In full and without alteration, print the entries that follow.

[Entries provided Boundary: Start]

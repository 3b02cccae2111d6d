//! Handlers for the `/checklist-models` resource.
//!
//! Reads are open to any authenticated user; mutations require
//! [`RequireAdmin`].

use axum::extract::{Path, Query, State};
use axum::http::StatusCode;
use axum::response::IntoResponse;
use axum::Json;
use futures::TryStreamExt;
use grua_core::checklist::{validate_item_definitions, validate_model_name};
use grua_core::error::CoreError;
use grua_core::types::DbId;
use grua_db::models::checklist_model::{
    item_definitions, CreateChecklistModel, ReviseChecklistItems,
};
use grua_db::repositories::ChecklistModelRepo;
use serde::Deserialize;
use validator::Validate;

use crate::error::{AppError, AppResult};
use crate::middleware::auth::AuthUser;
use crate::middleware::rbac::RequireAdmin;
use crate::response::DataResponse;
use crate::state::AppState;

/// Query parameters for `GET /checklist-models`.
#[derive(Debug, Deserialize)]
#[serde(rename_all = "camelCase")]
pub struct ModelListQuery {
    pub site_id: DbId,
    /// When `false`, inactive and superseded models are included. Defaults to `true`.
    pub active: Option<bool>,
}

/// POST /api/v1/checklist-models
///
/// Create a model with its items. Returns 201.
pub async fn create_model(
    RequireAdmin(admin): RequireAdmin,
    State(state): State<AppState>,
    Json(input): Json<CreateChecklistModel>,
) -> AppResult<impl IntoResponse> {
    input.validate()?;
    validate_model_name(&input.name)?;
    validate_item_definitions(&item_definitions(&input.items))?;

    let model = ChecklistModelRepo::create(&state.pool, &input).await?;

    tracing::info!(
        model_id = model.model.id,
        site_id = model.model.site_id,
        items = model.items.len(),
        user_id = admin.user_id,
        "Checklist model created",
    );

    Ok((StatusCode::CREATED, Json(DataResponse { data: model })))
}

/// GET /api/v1/checklist-models?siteId=&active=
///
/// List a site's models ordered by name.
pub async fn list_models(
    _auth: AuthUser,
    State(state): State<AppState>,
    Query(params): Query<ModelListQuery>,
) -> AppResult<impl IntoResponse> {
    let models = if params.active.unwrap_or(true) {
        ChecklistModelRepo::stream_active_for_site(&state.pool, params.site_id)
            .try_collect::<Vec<_>>()
            .await?
    } else {
        ChecklistModelRepo::list_all_for_site(&state.pool, params.site_id).await?
    };

    Ok(Json(DataResponse { data: models }))
}

/// GET /api/v1/checklist-models/{id}
///
/// Get a model with all of its items ordered by ordinal.
pub async fn get_model(
    _auth: AuthUser,
    State(state): State<AppState>,
    Path(id): Path<DbId>,
) -> AppResult<impl IntoResponse> {
    let model = ChecklistModelRepo::find_with_items(&state.pool, id)
        .await?
        .ok_or(AppError::Core(CoreError::NotFound {
            entity: "ChecklistModel",
            id,
        }))?;

    Ok(Json(DataResponse { data: model }))
}

/// PUT /api/v1/checklist-models/{id}/items
///
/// Replace the item set. If instances already reference the model a new
/// version is created and returned instead.
pub async fn revise_items(
    RequireAdmin(admin): RequireAdmin,
    State(state): State<AppState>,
    Path(id): Path<DbId>,
    Json(input): Json<ReviseChecklistItems>,
) -> AppResult<impl IntoResponse> {
    input.validate()?;
    validate_item_definitions(&item_definitions(&input.items))?;

    let revision = ChecklistModelRepo::revise(&state.pool, id, &input.items).await?;

    tracing::info!(
        model_id = id,
        new_model_id = revision.model.model.id,
        new_version = revision.new_version,
        user_id = admin.user_id,
        "Checklist model items revised",
    );

    Ok(Json(DataResponse { data: revision }))
}

/// DELETE /api/v1/checklist-models/{id}
///
/// Deactivate a model. Existing instances are unaffected. Returns 204.
pub async fn deactivate_model(
    RequireAdmin(admin): RequireAdmin,
    State(state): State<AppState>,
    Path(id): Path<DbId>,
) -> AppResult<StatusCode> {
    if !ChecklistModelRepo::deactivate(&state.pool, id).await? {
        return Err(AppError::Core(CoreError::NotFound {
            entity: "ChecklistModel",
            id,
        }));
    }

    tracing::info!(model_id = id, user_id = admin.user_id, "Checklist model deactivated");
    Ok(StatusCode::NO_CONTENT)
}

/// DELETE /api/v1/checklist-models/{id}/items/{item_id}
///
/// Deactivate one item so future instances omit it. Returns 204.
pub async fn deactivate_item(
    RequireAdmin(admin): RequireAdmin,
    State(state): State<AppState>,
    Path((id, item_id)): Path<(DbId, DbId)>,
) -> AppResult<StatusCode> {
    if !ChecklistModelRepo::deactivate_item(&state.pool, id, item_id).await? {
        return Err(AppError::Core(CoreError::NotFound {
            entity: "ChecklistItem",
            id: item_id,
        }));
    }

    tracing::info!(
        model_id = id,
        item_id,
        user_id = admin.user_id,
        "Checklist item deactivated",
    );
    Ok(StatusCode::NO_CONTENT)
}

[Entries provided Boundary: End]

**Your response:**
repository 3b02cccae2111d6d
//! Handlers for the `/checklist-models` resource.
//!
//! Reads are open to any authenticated user; mutations require
//! [`RequireAdmin`].

use axum::extract::{Path, Query, State};
use axum::http::StatusCode;
use axum::response::IntoResponse;
use axum::Json;
use futures::TryStreamExt;
use grua_core::checklist::{validate_item_definitions, validate_model_name};
use grua_core::error::CoreError;
use grua_core::types::DbId;
use grua_db::models::checklist_model::{
    item_definitions, CreateChecklistModel, ReviseChecklistItems,
};
use grua_db::repositories::ChecklistModelRepo;
use serde::Deserialize;
use validator::Validate;

use crate::error::{AppError, AppResult};
use crate::middleware::auth::AuthUser;
use crate::middleware::rbac::RequireAdmin;
use crate::response::DataResponse;
use crate::state::AppState;

/// Query parameters for `GET /checklist-models`.
#[derive(Debug, Deserialize)]
#[serde(rename_all = "camelCase")]
pub struct ModelListQuery {
    pub site_id: DbId,
    /// When `false`, inactive and superseded models are included. Defaults to `true`.
    pub active: Option<bool>,
}

/// POST /api/v1/checklist-models
///
/// Create a model with its items. Returns 201.
pub async fn create_model(
    RequireAdmin(admin): RequireAdmin,
    State(state): State<AppState>,
    Json(input): Json<CreateChecklistModel>,
) -> AppResult<impl IntoResponse> {
    input.validate()?;
    validate_model_name(&input.name)?;
    validate_item_definitions(&item_definitions(&input.items))?;

    let model = ChecklistModelRepo::create(&state.pool, &input).await?;

    tracing::info!(
        model_id = model.model.id,
        site_id = model.model.site_id,
        items = model.items.len(),
        user_id = admin.user_id,
        "Checklist model created",
    );

    Ok((StatusCode::CREATED, Json(DataResponse { data: model })))
}

/// GET /api/v1/checklist-models?siteId=&active=
///
/// List a site's models ordered by name.
pub async fn list_models(
    _auth: AuthUser,
    State(state): State<AppState>,
    Query(params): Query<ModelListQuery>,
) -> AppResult<impl IntoResponse> {
    let models = if params.active.unwrap_or(true) {
        ChecklistModelRepo::stream_active_for_site(&state.pool, params.site_id)
            .try_collect::<Vec<_>>()
            .await?
    } else {
        ChecklistModelRepo::list_all_for_site(&state.pool, params.site_id).await?
    };

    Ok(Json(DataResponse { data: models }))
}

/// GET /api/v1/checklist-models/{id}
///
/// Get a model with all of its items ordered by ordinal.
pub async fn get_model(
    _auth: AuthUser,
    State(state): State<AppState>,
    Path(id): Path<DbId>,
) -> AppResult<impl IntoResponse> {
    let model = ChecklistModelRepo::find_with_items(&state.pool, id)
        .await?
        .ok_or(AppError::Core(CoreError::NotFound {
            entity: "ChecklistModel",
            id,
        }))?;

    Ok(Json(DataResponse { data: model }))
}

/// PUT /api/v1/checklist-models/{id}/items
///
/// Replace the item set. If instances already reference the model a new
/// version is created and returned instead.
pub async fn revise_items(
    RequireAdmin(admin): RequireAdmin,
    State(state): State<AppState>,
    Path(id): Path<DbId>,
    Json(input): Json<ReviseChecklistItems>,
) -> AppResult<impl IntoResponse> {
    input.validate()?;
    validate_item_definitions(&item_definitions(&input.items))?;

    let revision = ChecklistModelRepo::revise(&state.pool, id, &input.items).await?;

    tracing::info!(
        model_id = id,
        new_model_id = revision.model.model.id,
        new_version = revision.new_version,
        user_id = admin.user_id,
        "Checklist model items revised",
    );

    Ok(Json(DataResponse { data: revision }))
}

/// DELETE /api/v1/checklist-models/{id}
///
/// Deactivate a model. Existing instances are unaffected. Returns 204.
pub async fn deactivate_model(
    RequireAdmin(admin): RequireAdmin,
    State(state): State<AppState>,
    Path(id): Path<DbId>,
) -> AppResult<StatusCode> {
    if !ChecklistModelRepo::deactivate(&state.pool, id).await? {
        return Err(AppError::Core(CoreError::NotFound {
            entity: "ChecklistModel",
            id,
        }));
    }

    tracing::info!(model_id = id, user_id = admin.user_id, "Checklist model deactivated");
    Ok(StatusCode::NO_CONTENT)
}

/// DELETE /api/v1/checklist-models/{id}/items/{item_id}
///
/// Deactivate one item so future instances omit it. Returns 204.
pub async fn deactivate_item(
    RequireAdmin(admin): RequireAdmin,
    State(state): State<AppState>,
    Path((id, item_id)): Path<(DbId, DbId)>,
) -> AppResult<StatusCode> {
    if !ChecklistModelRepo::deactivate_item(&state.pool, id, item_id).await? {
        return Err(AppError::Core(CoreError::NotFound {
            entity: "ChecklistItem",
            id: item_id,
        }));
    }

    tracing::info!(
        model_id = id,
        item_id,
        user_id = admin.user_id,
        "Checklist item deactivated",
    );
    Ok(StatusCode::NO_CONTENT)
}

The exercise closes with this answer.